=== Exercise description ===
When scanning the data, count every line with "PathsConfig" in it, and report only the resulting number.

=== Material shown ===
━━━━

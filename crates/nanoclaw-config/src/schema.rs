// Copyright (c) 2024-2026 Martin Schröder <info@swedishembedded.com>
//
// SPDX-License-Identifier: Apache-2.0
use serde::{Deserialize, Serialize};

/// Serde default helper — returns `true`.
///
/// `#[serde(default)]` on a `bool` always falls back to `bool::default()`
/// (i.e. `false`), so fields that should be enabled unless explicitly turned
/// off need a named default function instead.
fn default_true() -> bool {
    true
}

fn default_assistant_name() -> String {
    "Nanoclaw".into()
}
fn default_gemini_model() -> String {
    "gemini-2.0-flash".into()
}
fn default_container_image() -> String {
    "nanoclaw-agent:latest".into()
}
fn default_main_group_folder() -> String {
    "main".into()
}
fn default_timezone() -> String {
    "UTC".into()
}

/// The nine environment variable names a sandboxed agent process is allowed
/// to see. Exactly this set — never more — is written into the container's
/// env-file (§4.6 step 1 / §6.5).
fn default_allowed_container_env_keys() -> Vec<String> {
    vec![
        "GEMINI_API_KEY".into(),
        "GOOGLE_API_KEY".into(),
        "GEMINI_MODEL".into(),
        "TZ".into(),
        "NODE_ENV".into(),
        "ASSISTANT_NAME".into(),
        "CONTAINER_TIMEOUT".into(),
        "ENABLE_WEB_SEARCH".into(),
        "MAIN_GROUP_FOLDER".into(),
    ]
}

/// Environment variable names that must never appear in
/// `allowed_container_env_keys`, regardless of configuration — leaking any of
/// these into a sandboxed process would hand it the chat-transport
/// credential, the host's home directory, or its executable search path.
pub const FORBIDDEN_CONTAINER_ENV_KEYS: &[&str] = &["TELEGRAM_BOT_TOKEN", "HOME", "PATH"];

/// Top-level configuration for the dispatch/execution core.
///
/// Loaded once at startup by [`crate::load`] and handed out as an
/// `Arc<Config>`; no component re-reads the environment or a config file
/// after that point (§12).
#[derive(Debug, Clone, Serialize, Deserialize)]
pub struct Config {
    /// Name the trigger pattern (§6.4) matches against, e.g. `@Nanoclaw`.
    #[serde(default = "default_assistant_name")]
    pub assistant_name: String,

    /// Model identifier forwarded to the Gemini-compatible provider.
    #[serde(default = "default_gemini_model")]
    pub gemini_model: String,

    /// Distinguished group folder name with elevated permissions (§3).
    #[serde(default = "default_main_group_folder")]
    pub main_group_folder: String,

    /// IANA timezone name used to step cron schedules forward (§4.9).
    #[serde(default = "default_timezone")]
    pub timezone: String,

    /// Interval between chat-transport long-poll cycles. Owned by the
    /// (out-of-scope) chat client; kept here because the scheduler and the
    /// IPC poll-fallback multiplier are defined relative to it.
    #[serde(default = "default_poll_interval_ms")]
    pub poll_interval_ms: u64,

    #[serde(default = "default_scheduler_poll_interval_ms")]
    pub scheduler_poll_interval_ms: u64,

    #[serde(default = "default_ipc_poll_interval_ms")]
    pub ipc_poll_interval_ms: u64,

    #[serde(default)]
    pub container: ContainerConfig,
    #[serde(default)]
    pub rate_limit: RateLimitConfig,
    #[serde(default)]
    pub cleanup: CleanupConfig,
    #[serde(default)]
    pub telegram: TelegramConfig,
    #[serde(default)]
    pub alerts: AlertsConfig,
    #[serde(default)]
    pub task_tracking: TaskTrackingConfig,
    #[serde(default)]
    pub memory: MemoryConfig,
    #[serde(default)]
    pub fast_path: FastPathConfig,
    #[serde(default)]
    pub paths: PathsConfig,

    /// Exactly 9 environment variable names a container may see (§6.5).
    #[serde(default = "default_allowed_container_env_keys")]
    pub allowed_container_env_keys: Vec<String>,
}

fn default_poll_interval_ms() -> u64 {
    2_000
}
fn default_scheduler_poll_interval_ms() -> u64 {
    30_000
}
fn default_ipc_poll_interval_ms() -> u64 {
    1_000
}

impl Default for Config {
    fn default() -> Self {
        Self {
            assistant_name: default_assistant_name(),
            gemini_model: default_gemini_model(),
            main_group_folder: default_main_group_folder(),
            timezone: default_timezone(),
            poll_interval_ms: default_poll_interval_ms(),
            scheduler_poll_interval_ms: default_scheduler_poll_interval_ms(),
            ipc_poll_interval_ms: default_ipc_poll_interval_ms(),
            container: ContainerConfig::default(),
            rate_limit: RateLimitConfig::default(),
            cleanup: CleanupConfig::default(),
            telegram: TelegramConfig::default(),
            alerts: AlertsConfig::default(),
            task_tracking: TaskTrackingConfig::default(),
            memory: MemoryConfig::default(),
            fast_path: FastPathConfig::default(),
            paths: PathsConfig::default(),
            allowed_container_env_keys: default_allowed_container_env_keys(),
        }
    }
}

━━━━

=== Result for this task ===
2